L'imaginaire Nobiliaire dans la Littérature Française, 1911-1958 : Un esprit de Chevalerie au XXe Siècle. Alphonse de Châteaubriant, Jean de La Varende et Henry de Montherlant was a research project funded by the Leuven Research Council. It dealt with the oeuvres of three writers from the modernist period who were of noble birth: Alphonse de Châteaubriant, Jean de La Varende and Henry de Montherlant.

The Renewal of the Italian Novel around 1930: Contextual Dynamics and Generational Tendencies (1926-1936) was a research project funded by the Leuven Research Council. It revisited the so-called 'neo-realism' of the 1930s and explored the complexity of its novelistic output as well as the literary debates surrounding it.

The Modernist Soundscape: Toward a Theory of the Representation and Perception of Sound in Narrative was a research project sponsored by the Leuven Research Council. It provided an initial framework for the study of sound in modernist narrative texts and applied the framework to the writings of Ford Maddox Ford and Virginia Woolf.

The Documentary Paradigm in Modern Descriptive Poetry, 1900-1950 was a research project funded by FWO. It elaborated a theory of modernist and avant-garde descriptive poetry in French.

The Book in Italy, 1900-1950. Paratextual Elements and Typographic Techniques in Middlebrow Literature was a research project funded by the Leuven Research Council. Concerned with the history of the book, this project studied paratextual and typographic techniques borrowed by middlebrow writing from avant-garde experiments and vice versa.
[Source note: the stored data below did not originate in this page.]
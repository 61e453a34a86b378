//! Device frame source abstraction.
//!
//! The concrete camera SDK (cloud auth, device transport, reconnects) is
//! an external collaborator. The pipeline only sees a capability
//! interface: register a sink, start, stop. [`CallbackSource`] is the one
//! concrete adapter, mapping the SDK's callback push model onto a bounded
//! channel so the drop-on-backpressure policy is explicit instead of
//! hidden in swallowed send errors.

use std::sync::atomic::{AtomicBool, AtomicU64, Ordering};
use std::sync::{Arc, Mutex};

use bytes::Bytes;
use tokio::sync::mpsc;

use crate::media::types::{Frame, StartOptions};

/// Cadence of the queue-overflow diagnostic.
const OVERFLOW_LOG_EVERY: u64 = 50;

/// Producer half of the bounded frame queue. Frames pushed into a full
/// queue are dropped and counted; the pipeline is latency-optimized and
/// loss-tolerant, so nobody ever blocks here.
#[derive(Clone)]
pub struct FrameSink {
    writer: mpsc::Sender<Frame>,
    overflow: Arc<AtomicU64>,
}

impl FrameSink {
    pub fn push(&self, frame: Frame) {
        match self.writer.try_send(frame) {
            Ok(()) => {}
            Err(mpsc::error::TrySendError::Full(frame)) => {
                let n = self.overflow.fetch_add(1, Ordering::Relaxed) + 1;
                if n % OVERFLOW_LOG_EVERY == 0 {
                    log::warn!("source: frame queue full, {} frames dropped ({})", n, frame);
                }
            }
            Err(mpsc::error::TrySendError::Closed(_)) => {}
        }
    }
}

/// Consumer half, owned by the session's frame-processing task.
pub struct FrameQueue {
    inner: mpsc::Receiver<Frame>,
    overflow: Arc<AtomicU64>,
}

impl FrameQueue {
    pub async fn recv(&mut self) -> Option<Frame> {
        self.inner.recv().await
    }

    /// Frames dropped at the queue boundary (backpressure), distinct from
    /// frames dropped by the priming gate.
    pub fn overflow(&self) -> u64 {
        self.overflow.load(Ordering::Relaxed)
    }
}

/// Create a bounded queue pair.
pub fn frame_queue(capacity: usize) -> (FrameSink, FrameQueue) {
    let (writer, receiver) = mpsc::channel(capacity);
    let overflow = Arc::new(AtomicU64::new(0));
    (
        FrameSink {
            writer,
            overflow: Arc::clone(&overflow),
        },
        FrameQueue {
            inner: receiver,
            overflow,
        },
    )
}

/// Capability interface for a camera device stream.
pub trait FrameSource: Send + Sync {
    /// Register the sink that receives delivered frames. Called once
    /// before `start`.
    fn register(&self, sink: FrameSink);

    /// Begin delivering frames with the given options.
    fn start(&self, opts: StartOptions) -> anyhow::Result<()>;

    /// Stop delivering frames. Idempotent; must not fail.
    fn stop(&self);
}

struct SourceShared {
    sink: Mutex<Option<FrameSink>>,
    running: AtomicBool,
}

/// Adapter for callback-push device SDKs. The SDK integration holds a
/// [`SourceHandle`] and invokes the callback methods as media arrives;
/// callback kinds the integration never wires up are simply never invoked.
pub struct CallbackSource {
    shared: Arc<SourceShared>,
}

impl CallbackSource {
    pub fn new() -> Self {
        Self {
            shared: Arc::new(SourceShared {
                sink: Mutex::new(None),
                running: AtomicBool::new(false),
            }),
        }
    }

    /// Handle for the SDK side. Clones share the same source.
    pub fn handle(&self) -> SourceHandle {
        SourceHandle {
            shared: Arc::clone(&self.shared),
        }
    }
}

impl Default for CallbackSource {
    fn default() -> Self {
        Self::new()
    }
}

impl FrameSource for CallbackSource {
    fn register(&self, sink: FrameSink) {
        *self.shared.sink.lock().unwrap() = Some(sink);
    }

    fn start(&self, opts: StartOptions) -> anyhow::Result<()> {
        self.shared.running.store(true, Ordering::Release);
        log::info!(
            "source: started (quality={:?}, audio={}, reconnect={})",
            opts.quality,
            opts.enable_audio,
            opts.enable_reconnect
        );
        Ok(())
    }

    fn stop(&self) {
        self.shared.running.store(false, Ordering::Release);
        log::info!("source: stopped");
    }
}

/// Callback surface invoked by the device SDK. Frames delivered while the
/// source is not running are discarded.
#[derive(Clone)]
pub struct SourceHandle {
    shared: Arc<SourceShared>,
}

impl SourceHandle {
    pub fn on_raw_video(
        &self,
        did: &str,
        payload: Bytes,
        timestamp: i64,
        sequence: u32,
        channel: u32,
    ) {
        self.push(did, Frame::raw_video(payload, timestamp, sequence, channel));
    }

    pub fn on_decoded_image(&self, did: &str, payload: Bytes, timestamp: i64, channel: u32) {
        self.push(did, Frame::decoded_image(payload, timestamp, channel));
    }

    pub fn on_raw_audio(
        &self,
        did: &str,
        payload: Bytes,
        timestamp: i64,
        sequence: u32,
        channel: u32,
    ) {
        self.push(did, Frame::raw_audio(payload, timestamp, sequence, channel));
    }

    pub fn on_decoded_pcm(&self, did: &str, payload: Bytes, timestamp: i64, channel: u32) {
        self.push(did, Frame::decoded_pcm(payload, timestamp, channel));
    }

    fn push(&self, did: &str, frame: Frame) {
        if !self.shared.running.load(Ordering::Acquire) {
            return;
        }
        log::trace!("source {}: {}", did, frame);
        let guard = self.shared.sink.lock().unwrap();
        if let Some(sink) = guard.as_ref() {
            sink.push(frame);
        }
    }
}

#[cfg(test)]
mod tests {
    use super::*;
    use crate::media::types::FrameKind;

    #[tokio::test]
    async fn test_queue_drops_on_overflow() {
        let (sink, mut queue) = frame_queue(2);

        for seq in 0..5u32 {
            sink.push(Frame::raw_video(Bytes::from_static(b"x"), 0, seq, 0));
        }
        assert_eq!(queue.overflow(), 3);

        // The two oldest accepted frames are still delivered in order
        assert_eq!(queue.recv().await.unwrap().sequence, Some(0));
        assert_eq!(queue.recv().await.unwrap().sequence, Some(1));
    }

    #[tokio::test]
    async fn test_callback_source_delivers_only_when_running() {
        let source = CallbackSource::new();
        let (sink, mut queue) = frame_queue(8);
        source.register(sink);
        let handle = source.handle();

        // Not started yet: discarded
        handle.on_raw_video("did1", Bytes::from_static(b"a"), 1, 1, 0);

        source.start(StartOptions::default()).unwrap();
        handle.on_raw_video("did1", Bytes::from_static(b"b"), 2, 2, 0);
        handle.on_decoded_pcm("did1", Bytes::from_static(b"pcm"), 3, 0);

        source.stop();
        handle.on_raw_video("did1", Bytes::from_static(b"c"), 4, 3, 0);

        let first = queue.recv().await.unwrap();
        assert_eq!(first.kind, FrameKind::RawVideo);
        assert_eq!(first.sequence, Some(2));

        let second = queue.recv().await.unwrap();
        assert_eq!(second.kind, FrameKind::DecodedPcm);
        assert_eq!(second.sequence, None);
    }
}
Modernism and Rhetoric: Literary Culture and Public Speech, 1900-1940 was a research project funded by FWO. It investigated the relationship between English-language literature and rhetoric in the period between 1900 and 1940. Particular attention went to oratory and the oral delivery of texts by canonised as well as lesser known writers from the period.

Literature and its Multiple Identities, 1900-1950 was a GOA (Orchestrated Research Action) awarded to MDRN by the Research Council of the University of Leuven. This project studied the multiple functions, histories and mediatisations of writing in the modernist period.

Literatures, Literary Aesthetics and Theory: Conflict and Interaction (OLITH) was a WOG (Scientific Research Community) funded by FWO. It gathered researchers from the MDRN lab as well as from the universities of Vienna, Groningen, Liège and Ghent. It provided a platform for discussions on concepts and issues central to the historical study of European literature.

Concepts of tradition in literary theory was a research project funded by FWO. It investigated various conceptions of tradition in literary theory in part to counter modern historiography's predilection for the new and innovation.

'Realisers’. The Rise of Architects between Crisis and Reconstruction. Central Europe 1910-1950 was a project funded by the VolkswagenStiftung. It studied a group of modernist architects that emerged in Central Europe around the First World War.